Most existing projects are wind parks. But now Spiegel reports about a new technology for solar power-to-gas.

Researchers have developed a solar cell that is able to directly split water. It does not produce electricity in a first step and split the water in a second step, but rather only has one step.

Just like plants’ photosynthesis produces carbohydrates directly, this solar cell will produce hydrogen directly.

It beats photosynthesis (efficiency of about 1 per cent) by a large margin, converting already 12.3 per cent of the solar energy into hydrogen energy, even at this early prototype stage. And this solar cell uses no expensive materials, which means it will be even cheaper than photovoltaic solar cells.

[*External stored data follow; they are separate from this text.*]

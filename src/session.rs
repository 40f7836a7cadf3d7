//! Session state and the transitions between states.
//!
//! Each transition takes `&self` and returns a fresh [`SessionState`]; when a
//! transition wants the network it hands back a [`FetchRequest`] for the
//! controller to run. Nothing here performs I/O.

use std::collections::HashSet;

use tracing::{debug, warn};

use crate::cache::QueryCache;
use crate::error::FetchError;
use crate::models::{Hit, PageResult, QueryKey};

#[derive(Debug, Clone, Copy, PartialEq, Eq, Hash)]
pub enum FetchOrigin {
    /// First page for a term nobody has fetched yet.
    Initial,
    /// "More" for a term that already has an entry.
    More,
}

#[derive(Debug, Clone, PartialEq, Eq)]
pub struct FetchRequest {
    pub key: QueryKey,
    pub page: u32,
    pub origin: FetchOrigin,
}

/// A failed fetch, remembered together with the term it was for.
#[derive(Debug, Clone, PartialEq, Eq)]
pub struct KeyedError {
    pub key: QueryKey,
    pub error: FetchError,
}

/// What the view renders for the active term.
#[derive(Debug, Clone, Copy, PartialEq, Eq)]
pub struct Projection<'a> {
    pub hits: &'a [Hit],
    pub page: u32,
}

/// True iff nothing has been merged for `key` yet. An entry with no hits
/// still counts as fetched.
pub fn needs_fetch(cache: &QueryCache, key: &str) -> bool {
    cache.get(key).is_none()
}

#[derive(Debug, Clone, PartialEq, Eq)]
pub struct SessionState {
    active_key: QueryKey,
    pending_term: String,
    cache: QueryCache,
    last_error: Option<KeyedError>,
    initial_in_flight: HashSet<QueryKey>,
    more_in_flight: Option<QueryKey>,
}

impl SessionState {
    pub fn new(default_term: &str) -> Self {
        Self {
            active_key: default_term.to_string(),
            pending_term: default_term.to_string(),
            cache: QueryCache::new(),
            last_error: None,
            initial_in_flight: HashSet::new(),
            more_in_flight: None,
        }
    }

    pub fn active_key(&self) -> &str {
        &self.active_key
    }

    pub fn pending_term(&self) -> &str {
        &self.pending_term
    }

    pub fn cache(&self) -> &QueryCache {
        &self.cache
    }

    pub fn last_error(&self) -> Option<&KeyedError> {
        self.last_error.as_ref()
    }

    pub fn is_loading(&self) -> bool {
        !self.initial_in_flight.is_empty() || self.more_in_flight.is_some()
    }

    /// Requests handed out by a transition and not yet settled.
    pub fn pending_fetches(&self) -> usize {
        self.initial_in_flight.len() + usize::from(self.more_in_flight.is_some())
    }

    pub fn is_loading_more(&self) -> bool {
        self.more_in_flight.is_some()
    }

    pub fn with_pending_term(&self, text: &str) -> Self {
        Self {
            pending_term: text.to_string(),
            ..self.clone()
        }
    }

    /// Requests page 0 for `key` unless it is cached or already on its way.
    pub fn load_initial(&self, key: &str) -> (Self, Option<FetchRequest>) {
        if !needs_fetch(&self.cache, key) {
            return (self.clone(), None);
        }
        if self.initial_in_flight.contains(key) {
            debug!(key, "Initial fetch already in flight");
            return (self.clone(), None);
        }

        let mut next = self.clone();
        next.initial_in_flight.insert(key.to_string());
        let request = FetchRequest {
            key: key.to_string(),
            page: 0,
            origin: FetchOrigin::Initial,
        };
        (next, Some(request))
    }

    /// Makes `term` the active key. Terms seen before are served from the
    /// cache as they are, however old.
    pub fn submit(&self, term: &str) -> (Self, Option<FetchRequest>) {
        let switched = Self {
            active_key: term.to_string(),
            ..self.clone()
        };
        switched.load_initial(term)
    }

    /// Requests the page after the last merged one for the active key.
    pub fn load_more(&self) -> (Self, Option<FetchRequest>) {
        let key = self.active_key.as_str();
        if self.cache.get(key).is_none() {
            warn!(key, "Load more requested for a term with no cached results");
            return (self.clone(), None);
        }
        if let Some(busy) = &self.more_in_flight {
            debug!(key, in_flight = %busy, "Load more already in flight");
            return (self.clone(), None);
        }

        let request = FetchRequest {
            key: key.to_string(),
            page: self.cache.next_page(key),
            origin: FetchOrigin::More,
        };
        let next = Self {
            more_in_flight: Some(key.to_string()),
            ..self.clone()
        };
        (next, Some(request))
    }

    /// Drops the first hit with `hit_id` from the active key's results.
    pub fn dismiss(&self, hit_id: &str) -> Self {
        let key = self.active_key.as_str();
        if self.cache.get(key).is_none() {
            warn!(key, hit_id, "Dismiss requested for a term with no cached results");
            return self.clone();
        }

        Self {
            cache: self.cache.with_dismissed(key, hit_id),
            ..self.clone()
        }
    }

    /// Applies the outcome of `request`. Failures leave the cache alone.
    pub fn settle(&self, request: &FetchRequest, outcome: Result<PageResult, FetchError>) -> Self {
        let mut next = self.clone();
        match request.origin {
            FetchOrigin::Initial => {
                next.initial_in_flight.remove(&request.key);
            }
            FetchOrigin::More => next.more_in_flight = None,
        }

        match outcome {
            Ok(result) => {
                if next
                    .last_error
                    .as_ref()
                    .is_some_and(|failed| failed.key == result.key)
                {
                    next.last_error = None;
                }
                debug!(key = %result.key, page = result.page, hits = result.hits.len(), "Merging page");
                next.cache = next.cache.merge(result);
            }
            Err(error) => {
                warn!(key = %request.key, page = request.page, %error, "Search fetch failed");
                next.last_error = Some(KeyedError {
                    key: request.key.clone(),
                    error,
                });
            }
        }
        next
    }

    pub fn project(&self) -> Projection<'_> {
        match self.cache.get(&self.active_key) {
            Some(entry) => Projection {
                hits: &entry.hits,
                page: entry.page,
            },
            None => Projection { hits: &[], page: 0 },
        }
    }

    /// The last failure, but only while the term it failed for is active.
    pub fn visible_error(&self) -> Option<&FetchError> {
        self.last_error
            .as_ref()
            .filter(|failed| failed.key == self.active_key)
            .map(|failed| &failed.error)
    }
}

In the short-term, this will solve the remaining storage problems with a 100 per cent renewable grid even cheaper than already existing alternatives. In the long-term, this will replace oil.

Oil is ancient biomass. When storing the energy, the efficiency was only about 1 per cent. Then it took millions of years and random geological processes to actually create the oil.

It is obvious that there is no way this could be competitive, except for the fact that we are burning oil that is already in the ground. Which can be done exactly once for each barrel.

Once 'peak oil' becomes 'downhill oil' and then 'gone oil', making our liquid fuel ourselves as opposed to burning through the reserves will be the only alternative anyway. It took 5.3 million years to build up the fossil fuel humanity burns in one year. There is no way this is sustainable.

So we will need to make our fuel, instead of burning the reserves. One-step hydrogen production from cheap materials is a big deal for doing that.

Karl-Friedrich Lenz is a professor of German and European law, Aoyama Gakuin University, Tokyo. A free PDF file of his third global warming science fiction novel 'Last Week' is available here.

Originally published on the Lenz Blog. Reproduced with permission.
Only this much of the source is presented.